It depends entirely on how much you enjoy being a bigshot. Being rich doesn't make you an alpha male, but being an executive, maybe even CEO, of a company does just that.

If it's something you're running out of your mom's basement, well...

I think one way to look at this is from an NPV (Net Present Value) perspective. If you work on a project where your cost to implement it is $x, but the reason you decide to undertake the project is because you think it's value is >$x+$1 and someone comes and offers you (exactly) $x+$1, but still less than you thought you would get, would it be a good sale? From a pure NPV perspective, if there were no other, better offers out there, the $x+$1 sale should be made.

The thing that really happens in life is that in addition to NPV, there's this little thing called pride, and when you think something is worth more that what someone else thinks its worth, it's sometimes hard to step back and say maybe they're right and I'm wrong.

Here's the thing to ask yourself: Do you think there's someone out there that will reasonably pay you more than the $x+$1 you have an offer for. If so, hold out.

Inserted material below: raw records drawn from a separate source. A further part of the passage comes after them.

use crate::editing::document::Document;
use crate::editing::selection::Range;

/// Whether the comment panel is shown
#[derive(Debug, Clone, Copy, Default, PartialEq, Eq)]
pub enum PanelState {
    #[default]
    Hidden,
    Visible,
}

impl PanelState {
    pub fn is_visible(self) -> bool {
        self == PanelState::Visible
    }
}

/// Selection state sampled on every selection, focus or document change
#[derive(Debug, Clone, Default, PartialEq, Eq)]
pub struct SelectionSnapshot {
    pub has_selection: bool,
    pub is_focused: bool,
    /// Caret rather than a range
    pub is_collapsed: bool,
    pub selected_text: String,
    /// The leaf under the selection anchor is part of a comment
    pub anchor_inside_comment: bool,
}

impl SelectionSnapshot {
    pub fn capture(document: &Document, selection: Option<&Range>, focused: bool) -> Self {
        let Some(range) = selection else {
            return Self {
                is_focused: focused,
                ..Self::default()
            };
        };

        Self {
            has_selection: true,
            is_focused: focused,
            is_collapsed: range.is_collapsed(),
            selected_text: document.string(range),
            anchor_inside_comment: document
                .leaf_at(range.anchor)
                .is_some_and(|leaf| leaf.comment),
        }
    }
}

/// Decide whether the comment panel shows. First matching rule wins:
///
/// 1. no selection: hidden
/// 2. anchor inside a comment: visible, even for a caret or without focus,
///    so an existing comment can be edited
/// 3. only whitespace selected: hidden
/// 4. anything else: visible
///
/// Focus never hides the panel on its own: losing focus with nothing
/// selected is already covered by rules 1 and 3, and with text selected the
/// panel has to stay up while its input takes focus.
pub fn decide_visibility(snapshot: &SelectionSnapshot) -> PanelState {
    if !snapshot.has_selection {
        PanelState::Hidden
    } else if snapshot.anchor_inside_comment {
        PanelState::Visible
    } else if snapshot.selected_text.trim().is_empty() {
        PanelState::Hidden
    } else {
        PanelState::Visible
    }
}
impl Document {
    /// Empty document: one paragraph with one empty leaf
    pub fn new() -> Self {
        Self::default()
    }

    pub fn from_blocks(blocks: Vec<Block>) -> Self {
        let mut document = Self { blocks };
        document.normalize();
        document
    }

    /// Demo content shown when no document file exists yet
    pub fn sample() -> Self {
        Self::from_blocks(vec![
            Block::paragraph(vec![
                Leaf::new(
                    "This example shows how you can make a hovering menu appear above your content, which you can use to make text ",
                ),
                Leaf::new("bold").with(Mark::Bold),
                Leaf::new(", "),
                Leaf::new("italic").with(Mark::Italic),
                Leaf::new(" "),
                Leaf::new("or comment").with_comment(" comment text"),
                Leaf::new(", or anything else you might want to do!"),
            ]),
            Block::paragraph(vec![
                Leaf::new("Try it out yourself! Just "),
                Leaf::new("select any piece of text and the menu will appear").with(Mark::Bold),
                Leaf::new("."),
            ]),
        ])
    }

    pub fn blocks(&self) -> &[Block] {
        &self.blocks
    }

    pub fn block(&self, index: usize) -> Option<&Block> {
        self.blocks.get(index)
    }

    /// True for a single empty paragraph
    pub fn is_empty(&self) -> bool {
        self.blocks.len() == 1 && self.blocks[0].char_len() == 0
    }

    /// Plain text, one line per block
    pub fn text(&self) -> String {
        self.blocks
            .iter()
            .map(Block::text)
            .collect::<Vec<_>>()
            .join("\n")
    }

    pub fn end(&self) -> Point {
        let last = self.blocks.len().saturating_sub(1);
        Point::new(last, self.blocks.get(last).map(Block::char_len).unwrap_or(0))
    }

    /// Clamp a point into the document. Stale points never panic.
    pub fn clamp_point(&self, point: Point) -> Point {
        let block = point.block.min(self.blocks.len().saturating_sub(1));
        let len = self.blocks.get(block).map(Block::char_len).unwrap_or(0);
        Point::new(block, point.offset.min(len))
    }

    pub fn clamp_range(&self, range: Range) -> Range {
        Range::new(self.clamp_point(range.anchor), self.clamp_point(range.focus))
    }

    /// Text covered by `range`, blocks separated by newlines
    pub fn string(&self, range: &Range) -> String {
        let range = self.clamp_range(*range);
        let (start, end) = (range.start(), range.end());

        let mut parts = Vec::new();
        for index in start.block..=end.block {
            let text = self.blocks[index].text();
            let from = if index == start.block { start.offset } else { 0 };
            let to = if index == end.block {
                end.offset
            } else {
                text.chars().count()
            };
            parts.push(text[byte_offset(&text, from)..byte_offset(&text, to)].to_string());
        }
        parts.join("\n")
    }

    pub fn leaf_at(&self, point: Point) -> Option<&Leaf> {
        let point = self.clamp_point(point);
        let block = self.blocks.get(point.block)?;
        block
            .leaf_index_at(point.offset)
            .map(|index| &block.children[index])
    }

    /// Leaves intersecting `range`. An expanded range yields every leaf it
    /// overlaps with positive width; a caret yields the leaf at the caret.
    pub fn leaves_in(&self, range: &Range) -> Vec<&Leaf> {
        let range = self.clamp_range(*range);
        if range.is_collapsed() {
            return self.leaf_at(range.anchor).into_iter().collect();
        }

        let (start, end) = (range.start(), range.end());
        let mut leaves = Vec::new();
        for index in start.block..=end.block {
            let block = &self.blocks[index];
            let from = if index == start.block { start.offset } else { 0 };
            let to = if index == end.block {
                end.offset
            } else {
                block.char_len()
            };

            let mut position = 0;
            for leaf in &block.children {
                let len = leaf.char_len();
                if len > 0 && position < to && position + len > from {
                    leaves.push(leaf);
                }
                position += len;
            }
        }
        leaves
    }

    /// Range of the contiguous comment around `point`: neighbouring comment
    /// leaves sharing the same payload, within one block
    pub fn comment_run(&self, point: Point) -> Option<Range> {
        let point = self.clamp_point(point);
        let block = self.blocks.get(point.block)?;
        let index = block.leaf_index_at(point.offset)?;
        let leaf = &block.children[index];
        if !leaf.comment {
            return None;
        }

        let same_comment = |other: &Leaf| other.comment && other.data == leaf.data;
        let mut first = index;
        while first > 0 && same_comment(&block.children[first - 1]) {
            first -= 1;
        }
        let mut last = index;
        while last + 1 < block.children.len() && same_comment(&block.children[last + 1]) {
            last += 1;
        }

        let start = block.leaf_start(first);
        let end = block.leaf_start(last) + block.children[last].char_len();
        Some(Range::within(point.block, start, end))
    }

    /// Where the caret lands after one keyboard step from `point`
    pub fn step(&self, point: Point, direction: Direction) -> Point {
        let point = self.clamp_point(point);
        let len_of = |block: usize| self.blocks[block].char_len();
        let last_block = self.blocks.len() - 1;

        match direction {
            Direction::Left if point.offset > 0 => Point::new(point.block, point.offset - 1),
            Direction::Left if point.block > 0 => Point::new(point.block - 1, len_of(point.block - 1)),
            Direction::Right if point.offset < len_of(point.block) => {
                Point::new(point.block, point.offset + 1)
            }
            Direction::Right if point.block < last_block => Point::new(point.block + 1, 0),
            Direction::Up if point.block > 0 => {
                Point::new(point.block - 1, point.offset.min(len_of(point.block - 1)))
            }
            Direction::Up => Point::new(0, 0),
            Direction::Down if point.block < last_block => {
                Point::new(point.block + 1, point.offset.min(len_of(point.block + 1)))
            }
            Direction::Down | Direction::LineEnd => Point::new(point.block, len_of(point.block)),
            Direction::LineStart => Point::new(point.block, 0),
            Direction::Left | Direction::Right => point,
        }
    }

    /// Split leaves at the boundaries of `range` so it is covered by whole
    /// leaves. Returns, per touched block, the index span of covered leaves.
    pub(crate) fn split_range(&mut self, range: &Range) -> Vec<(usize, std::ops::Range<usize>)> {
        let range = self.clamp_range(*range);
        let (start, end) = (range.start(), range.end());

        let mut spans = Vec::new();
        for index in start.block..=end.block {
            let block = &mut self.blocks[index];
            let from = if index == start.block { start.offset } else { 0 };
            let to = if index == end.block {
                end.offset
            } else {
                block.char_len()
            };
            if to <= from {
                continue;
            }
            let first = block.split_at(from);
            let last = block.split_at(to);
            spans.push((index, first..last));
        }
        spans
    }

    /// Merge equal neighbours, drop empty leaves, restore the
    /// one-block/one-leaf minimum. Text and therefore points are unchanged.
    pub fn normalize(&mut self) {
        for block in &mut self.blocks {
            block.normalize();
        }
        if self.blocks.is_empty() {
            self.blocks.push(Block::paragraph(vec![Leaf::default()]));
        }
    }

    /// Insert text at `point`, inheriting the marks of the leaf there.
    /// Newlines split the block. Returns the caret after the insertion.
    pub fn insert_text(&mut self, point: Point, text: &str) -> Point {
        let mut point = self.clamp_point(point);
        for (line_index, line) in text.split('\n').enumerate() {
            if line_index > 0 {
                point = self.split_block(point);
            }
            let line = line.trim_end_matches('\r');
            if !line.is_empty() {
                point = self.insert_in_block(point, line);
            }
        }
        point
    }

    fn insert_in_block(&mut self, point: Point, text: &str) -> Point {
        let block = &mut self.blocks[point.block];
        if block.children.is_empty() {
            block.children.push(Leaf::default());
        }
        let index = block.leaf_index_at(point.offset).unwrap_or(0);
        let local = point.offset - block.leaf_start(index);
        let leaf = &mut block.children[index];
        let byte = byte_offset(&leaf.text, local);
        leaf.text.insert_str(byte, text);
        Point::new(point.block, point.offset + text.chars().count())
    }

    /// Split the block at `point`; the caret moves to the start of the new
    /// block
    pub fn split_block(&mut self, point: Point) -> Point {
        let point = self.clamp_point(point);
        let block = &mut self.blocks[point.block];
        let at = block.split_at(point.offset);
        let mut tail = block.children.split_off(at);
        if block.children.is_empty() {
            block.children.push(Leaf::default());
        }
        if tail.is_empty() {
            tail.push(Leaf::default());
        }
        let kind = block.kind;
        self.blocks.insert(
            point.block + 1,
            Block {
                kind,
                children: tail,
            },
        );
        Point::new(point.block + 1, 0)
    }

    /// Remove the text covered by `range`, joining the first and last block
    /// when it spans several. Returns the collapsed caret.
    pub fn delete_range(&mut self, range: &Range) -> Point {
        let range = self.clamp_range(*range);
        let (start, end) = (range.start(), range.end());
        if start == end {
            return start;
        }

        if start.block == end.block {
            let block = &mut self.blocks[start.block];
            let first = block.split_at(start.offset);
            let last = block.split_at(end.offset);
            block.children.drain(first..last);
        } else {
            let tail = {
                let block = &mut self.blocks[end.block];
                let at = block.split_at(end.offset);
                block.children.split_off(at)
            };
            let block = &mut self.blocks[start.block];
            let at = block.split_at(start.offset);
            block.children.truncate(at);
            block.children.extend(tail);
            self.blocks.drain(start.block + 1..=end.block);
        }

        let block = &mut self.blocks[start.block];
        if block.children.is_empty() {
            block.children.push(Leaf::default());
        }
        start
    }

    /// Backspace at a caret: delete one character, or join with the previous
    /// block at a block start
    pub fn delete_backward(&mut self, point: Point) -> Point {
        let point = self.clamp_point(point);
        if point.offset > 0 {
            self.delete_range(&Range::new(
                Point::new(point.block, point.offset - 1),
                point,
            ))
        } else if point.block > 0 {
            let previous = Point::new(point.block - 1, self.blocks[point.block - 1].char_len());
            self.delete_range(&Range::new(previous, point))
        } else {
            point
        }
    }

    /// Delete at a caret: remove the next character, or pull the next block
    /// up at a block end
    pub fn delete_forward(&mut self, point: Point) -> Point {
        let point = self.clamp_point(point);
        if point.offset < self.blocks[point.block].char_len() {
            self.delete_range(&Range::new(
                point,
                Point::new(point.block, point.offset + 1),
            ))
        } else if point.block + 1 < self.blocks.len() {
            self.delete_range(&Range::new(point, Point::new(point.block + 1, 0)))
        } else {
            point
        }
    }
}
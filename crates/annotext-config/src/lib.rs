use serde::{Deserialize, Serialize};
use std::path::{Path, PathBuf};
use thiserror::Error;

pub use annotext_engine::DEFAULT_HISTORY_LIMIT;

/// Shown in an empty editor
pub const DEFAULT_PLACEHOLDER: &str = "Enter some text...";

#[derive(Debug, Error)]
pub enum ConfigError {
    #[error("Failed to read config file at {config_path}: {source}")]
    ConfigReadError {
        config_path: PathBuf,
        source: std::io::Error,
    },

    #[error("Failed to parse config file at {config_path}: {source}")]
    ConfigParseError {
        config_path: PathBuf,
        source: toml::de::Error,
    },
}

#[derive(Debug, Clone, PartialEq, Eq, Serialize, Deserialize)]
pub struct Config {
    /// Document opened when no path is given on the command line
    pub document_path: PathBuf,
    #[serde(default)]
    pub editor: EditorSettings,
}

/// The `[editor]` table
#[derive(Debug, Clone, PartialEq, Eq, Serialize, Deserialize)]
#[serde(default)]
pub struct EditorSettings {
    pub history_limit: usize,
    pub placeholder: String,
}

impl Default for EditorSettings {
    fn default() -> Self {
        Self {
            history_limit: DEFAULT_HISTORY_LIMIT,
            placeholder: DEFAULT_PLACEHOLDER.to_string(),
        }
    }
}

impl Config {
    pub fn new(document_path: impl Into<PathBuf>) -> Self {
        Self {
            document_path: document_path.into(),
            editor: EditorSettings::default(),
        }
    }

    pub fn load_from_path<P: AsRef<Path>>(config_path: P) -> Result<Option<Self>, ConfigError> {
        let config_path = config_path.as_ref();
        if !config_path.exists() {
            return Ok(None);
        }

        let content = std::fs::read_to_string(config_path).map_err(|source| {
            ConfigError::ConfigReadError {
                config_path: config_path.to_path_buf(),
                source,
            }
        })?;

        let mut config: Config =
            toml::from_str(&content).map_err(|source| ConfigError::ConfigParseError {
                config_path: config_path.to_path_buf(),
                source,
            })?;

        // Expand shell variables and tilde in the document path
        config.document_path =
            Self::expand_path(&config.document_path).unwrap_or(config.document_path);

        Ok(Some(config))
    }

    pub fn load() -> Result<Option<Self>, ConfigError> {
        let config_path = Self::config_path();
        Self::load_from_path(&config_path)
    }

    pub fn save_to_path<P: AsRef<Path>>(&self, config_path: P) -> anyhow::Result<()> {
        let config_path = config_path.as_ref();
        if let Some(parent) = config_path.parent() {
            std::fs::create_dir_all(parent)?;
        }
        let content = toml::to_string_pretty(self)?;
        std::fs::write(config_path, content)?;
        Ok(())
    }

    pub fn save(&self) -> anyhow::Result<()> {
        let config_path = Self::config_path();
        self.save_to_path(&config_path)
    }

    pub fn config_dir() -> PathBuf {
        let config_dir = shellexpand::tilde("~/.config/annotext");
        PathBuf::from(config_dir.as_ref())
    }

    pub fn config_path() -> PathBuf {
        Self::config_dir().join("config.toml")
    }

    /// Where the terminal editor writes its log
    pub fn log_path() -> PathBuf {
        Self::config_dir().join("annotext.log")
    }

    fn expand_path(path: &Path) -> Option<PathBuf> {
        let path_str = path.to_string_lossy();
        match shellexpand::full(&path_str) {
            Ok(expanded) => Some(PathBuf::from(expanded.as_ref())),
            Err(_) => None,
        }
    }
}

If not, sell.

there is only one reason to sell a business, YOU WANT OUT.

if you are profitable and you want out, you have to ask; "will this enable me to do my next activity?" if not, then don't sell yet you are much better off growing your business.

if you are not profitable and you want out, well i would ask; "Will this cover my effort on this project?"

I have a personal number in my head that covers my anticipated yearly expenses, plus has room in there to keep adding to savings. above that amount in wealth i very well may sell my first business, if i will find my next idea more desirable to pursue.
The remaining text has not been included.